What is being asked =>
From the line that contains "would indicate shutdown)" to the last line of the data, every line is to be transcribed exactly; no other line is to be included.

(Dataset records)
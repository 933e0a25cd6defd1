//! # Refugee Help Bot Main Entry Point
//!
//! Initializes logging, loads configuration and the guidebook, builds the
//! search index and the reminder scheduler, registers the command menu and
//! runs the Telegram dispatcher next to the health server.

use anyhow::Result;
use std::net::SocketAddr;
use std::sync::Arc;
use teloxide::prelude::*;
use teloxide::update_listeners::webhooks;
use tracing::info;
use tracing_subscriber::{layer::SubscriberExt, util::SubscriberInitExt};

use refugee_help_bot::bot::commands::command_menu;
use refugee_help_bot::bot::handlers::BotHandler;
use refugee_help_bot::bot::router::CommandRouter;
use refugee_help_bot::bot::transport::{TelegramTransport, Transport};
use refugee_help_bot::config::{Config, UpdateMode};
use refugee_help_bot::content::{ContentIndex, Guidebook};
use refugee_help_bot::services::health::HealthService;
use refugee_help_bot::services::reminder::{ReminderScheduler, ReminderSettings};
use refugee_help_bot::services::search::KnowledgeSearch;
use refugee_help_bot::utils::logging::log_system_event;

#[tokio::main]
async fn main() -> Result<()> {
    // Initialize logging
    tracing_subscriber::registry()
        .with(
            tracing_subscriber::EnvFilter::try_from_default_env()
                .unwrap_or_else(|_| "refugee_help_bot=debug,tower_http=debug".into()),
        )
        .with(tracing_subscriber::fmt::layer())
        .init();

    // Load configuration
    dotenvy::dotenv().ok();
    let config = Config::from_env()?;

    info!("Starting Refugee Help Bot v{}", env!("CARGO_PKG_VERSION"));
    info!(
        "Configuration loaded - Mode: {:?}, Reminder interval: {}s, HTTP Port: {}",
        config.mode,
        config.reminder_interval.as_secs(),
        config.http_port
    );

    // Content is required before any update is served
    info!("Loading guidebook from {}", config.guidebook_path.display());
    let guidebook = Arc::new(Guidebook::load(&config.guidebook_path)?);
    let index = Arc::new(ContentIndex::from_guidebook(&guidebook));
    let search = KnowledgeSearch::new(index.clone());

    let bot = Bot::new(&config.telegram_bot_token);
    let transport: Arc<dyn Transport> = Arc::new(TelegramTransport::new(bot.clone()));

    let scheduler = Arc::new(ReminderScheduler::new(
        transport.clone(),
        ReminderSettings::new(config.reminder_interval, config.reminder_message.clone()),
    ));

    let router = Arc::new(CommandRouter::new(
        transport.clone(),
        scheduler.clone(),
        search,
        guidebook,
        config.thumb_url.clone(),
    ));
    let handler = BotHandler::new(router);

    if let Err(e) = transport.register_commands(command_menu()).await {
        tracing::warn!("Failed to register command menu: {}", e);
    } else {
        log_system_event("Command menu registered", None);
    }

    let health_service = HealthService::new(scheduler.clone(), index);
    let listener = tokio::net::TcpListener::bind(format!("0.0.0.0:{}", config.http_port))
        .await
        .map_err(|e| anyhow::anyhow!("Failed to bind to port {}: {}", config.http_port, e))?;

    info!("Health check server starting on port {}", config.http_port);

    let mut dispatcher = Dispatcher::builder(bot.clone(), handler.schema())
        .enable_ctrlc_handler()
        .build();

    let bot_task = match config.mode {
        UpdateMode::Polling => {
            log_system_event("Using long polling", None);
            tokio::spawn(async move {
                dispatcher.dispatch().await;
            })
        }
        UpdateMode::Webhook => {
            let url = config
                .webhook_url()
                .ok_or_else(|| anyhow::anyhow!("APP_NAME must be set in webhook mode"))?
                .parse::<url::Url>()?;
            let addr = SocketAddr::from(([0, 0, 0, 0], config.webhook_port));
            log_system_event("Using webhook", Some(&format!("listening on {addr}")));

            let listener = webhooks::axum(bot, webhooks::Options::new(addr, url)).await?;
            tokio::spawn(async move {
                dispatcher
                    .dispatch_with_listener(
                        listener,
                        LoggingErrorHandler::with_custom_text("An error from the update listener"),
                    )
                    .await;
            })
        }
    };

    let health_task = tokio::spawn(async move {
        if let Err(e) = axum::serve(listener, health_service.router).await {
            tracing::error!("Health server error: {}", e);
        }
    });

    // Wait for either task to complete (which would indicate shutdown)
    tokio::select! {
        result1 = bot_task => {
            if let Err(e) = result1 {
                tracing::error!("Bot task error: {}", e);
            }
        }
        result2 = health_task => {
            if let Err(e) = result2 {
                tracing::error!("Health task error: {}", e);
            }
        }
    }

    scheduler.shutdown().await;

    info!("Application stopped");
    Ok(())
}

Solution =>
    // Wait for either task to complete (which would indicate shutdown)
    tokio::select! {
        result1 = bot_task => {
            if let Err(e) = result1 {
                tracing::error!("Bot task error: {}", e);
            }
        }
        result2 = health_task => {
            if let Err(e) = result2 {
                tracing::error!("Health task error: {}", e);
            }
        }
    }

    scheduler.shutdown().await;

    info!("Application stopped");
    Ok(())
}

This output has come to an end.